Lettre à mon père.
Je suis à genoux devant le ventre de la terre. Je veux revenir en arrière, être une constellation sur les larmes de ma mère. Si mon âme s’étreint un soir entre le rouge et le noir, n’appelle pas l’armée du salut, ne bip pas le SAMU, va réciter ailleurs ton je vous salue … Le désespoir ne laisse jamais choire c’est un feu bicolore, tu passes du rouge au vert sans amende, sans coup de sifflet.
Il ne crie jamais au loup,
il ne dit jamais nous,
c’est juste un coup de grisou
qui caresse ta joue.
Ouvrir un testament c’est écrire une nouvelle d’une nouvelle frontière. Tu me testes amant de mes veines, tu dors du sommeil des justes toi mon père. Tu me fais souvent un signe de la main, un geste attendri mais dans ton écrin de vie, tu veux m’enfermer vaurien ! Ton geste de la main n’est rien qu’un mépris de vie. Tu me pourlèches les gênes, moi ton ange affaibli …
Tu m’as légué des sens mais tu as omis de joindre dans ton coffret surprise, la notice.
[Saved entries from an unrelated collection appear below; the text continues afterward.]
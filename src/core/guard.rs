//! Recovery boundaries.
//!
//! A boundary runs a unit of work and reports how it ended as an [`Outcome`]:
//! completed, failed with a typed error, or panicked. The boundary never logs;
//! the component that owns it decides what a fault means (log, relaunch, propagate).

use crate::domain::model::{Fault, Outcome};
use crate::utils::error::{RecoverError, Result};
use std::any::Any;
use std::future::Future;
use std::panic::{self, AssertUnwindSafe};
use tokio::task::{AbortHandle, JoinError, JoinHandle};

/// Raw panic payload as handed over by the runtime.
pub type PanicPayload = Box<dyn Any + Send + 'static>;

/// Runs `f`, capturing a panic as its raw payload.
pub fn catch_payload<T, F>(f: F) -> std::result::Result<T, PanicPayload>
where
    F: FnOnce() -> T,
{
    panic::catch_unwind(AssertUnwindSafe(f))
}

/// Runs an infallible closure, turning a panic into a [`Fault`].
pub fn catch_panic<T, F>(label: &str, f: F) -> std::result::Result<T, Fault>
where
    F: FnOnce() -> T,
{
    catch_payload(f).map_err(|payload| Fault::from_panic_payload(label, payload.as_ref()))
}

/// Runs a fallible closure and reports all three ways it can end.
pub fn catch<T, F>(label: &str, f: F) -> Outcome<T>
where
    F: FnOnce() -> Result<T>,
{
    match catch_payload(f) {
        Ok(result) => result.into(),
        Err(payload) => Outcome::Panicked(Fault::from_panic_payload(label, payload.as_ref())),
    }
}

/// A unit of work running as its own tokio task.
pub struct GuardedTask<T> {
    label: String,
    handle: JoinHandle<Result<T>>,
}

impl<T: Send + 'static> GuardedTask<T> {
    pub fn label(&self) -> &str {
        &self.label
    }

    pub fn abort_handle(&self) -> AbortHandle {
        self.handle.abort_handle()
    }

    pub async fn join(self) -> Outcome<T> {
        observe(&self.label, self.handle.await)
    }
}

/// Spawns `fut` on the runtime. A panic inside it unwinds that task only and
/// is reported by [`GuardedTask::join`].
pub fn spawn_guarded<T, Fut>(label: impl Into<String>, fut: Fut) -> GuardedTask<T>
where
    T: Send + 'static,
    Fut: Future<Output = Result<T>> + Send + 'static,
{
    GuardedTask {
        label: label.into(),
        handle: tokio::spawn(fut),
    }
}

/// Classifies the result of joining a task.
pub fn observe<T>(label: &str, joined: std::result::Result<Result<T>, JoinError>) -> Outcome<T> {
    match joined {
        Ok(result) => result.into(),
        Err(err) if err.is_panic() => {
            let payload = err.into_panic();
            Outcome::Panicked(Fault::from_panic_payload(label, payload.as_ref()))
        }
        Err(_) => Outcome::Failed(RecoverError::Cancelled {
            label: label.to_string(),
        }),
    }
}

#[cfg(test)]
mod tests {
    use super::*;
    use crate::domain::model::Payload;

    #[test]
    fn test_catch_completed() {
        let outcome = catch("ok", || Ok(5));
        assert!(matches!(outcome, Outcome::Completed(5)));
    }

    #[test]
    fn test_catch_typed_failure() {
        let outcome: Outcome<()> = catch("fails", || Err(RecoverError::BadNumber(60)));
        assert!(matches!(outcome, Outcome::Failed(RecoverError::BadNumber(60))));
    }

    #[test]
    fn test_catch_panic_payload() {
        let outcome: Outcome<()> = catch("explodes", || panic!("boom"));
        match outcome {
            Outcome::Panicked(fault) => {
                assert_eq!(fault.source, "explodes");
                assert_eq!(fault.payload, Payload::Text("boom".to_string()));
            }
            other => panic!("expected a panic outcome, got {:?}", other),
        }
    }

    #[test]
    fn test_catch_panic_infallible() {
        assert_eq!(catch_panic("fine", || 3).unwrap(), 3);
        let fault = catch_panic("formatted", || -> u8 { panic!("value {}", 9) }).unwrap_err();
        assert_eq!(fault.payload, Payload::Text("value 9".to_string()));
    }

    async fn explode() -> Result<()> {
        std::panic::panic_any(42_u32)
    }

    #[tokio::test]
    async fn test_spawn_guarded_contains_panic() {
        let task = spawn_guarded("worker", explode());
        assert_eq!(task.label(), "worker");
        match task.join().await {
            Outcome::Panicked(fault) => assert_eq!(fault.payload, Payload::Int(42)),
            other => panic!("expected a panic outcome, got {:?}", other),
        }
    }

    #[tokio::test]
    async fn test_spawn_guarded_aborted_is_cancelled() {
        let task = spawn_guarded("sleeper", async {
            tokio::time::sleep(std::time::Duration::from_secs(60)).await;
            Ok::<(), RecoverError>(())
        });
        task.abort_handle().abort();
        assert!(matches!(
            task.join().await,
            Outcome::Failed(RecoverError::Cancelled { .. })
        ));
    }
}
Malappris, mal appris j’en vomis !
Sous ton joug de mauvais coucheur, tu me fais devenir mauvais penseur, mauvaise accoucheuse, ta pensée trop souvent m’obsède et je ne fais qu’écrire des saloperies !
Maxime d’un poète affranchi à présent je t’oublie !
Pars une seconde fois, te souviens-tu ? Tu t’es si bien enfui cela fait exactement quarante neuf années et trois mois de vie sans ton regard, sans tes bras, sans un seul baiser de tes lèvres, justes quelques mots entendus de ma vie fœtale, le timbre de ta voix s’est évanoui dans les eaux de celle qui m’a donnée la vie. Toi tu as choisi une eau plus profonde …
Ce ventre bossué que tu as renié, tu étais trop nombriliste, d’un toucher absent, tes doigts m’ont laissée orpheline, l’adresse du destinataire n’est pas attribuée, l’expéditrice fut offusquée. Je me souviens j’avais indiqué rue du paradis, sur le quai de l’enfer tu t’étais échoué, toutes les prières de ma bouche d’adulte n’ont pu dessertir le diamant funéraire de mon âme d’enfant.
Tu joues si bien à la bataille navale, papa, moi touchée et toi coulé !
48 années + 8 mois de vie + 7 mois fœtaux sans toi, ce n’est rien qu’une vie avec moi.
Je poursuis mon petit bout de chemin, ton grand axe routier n’est qu’un accès factice.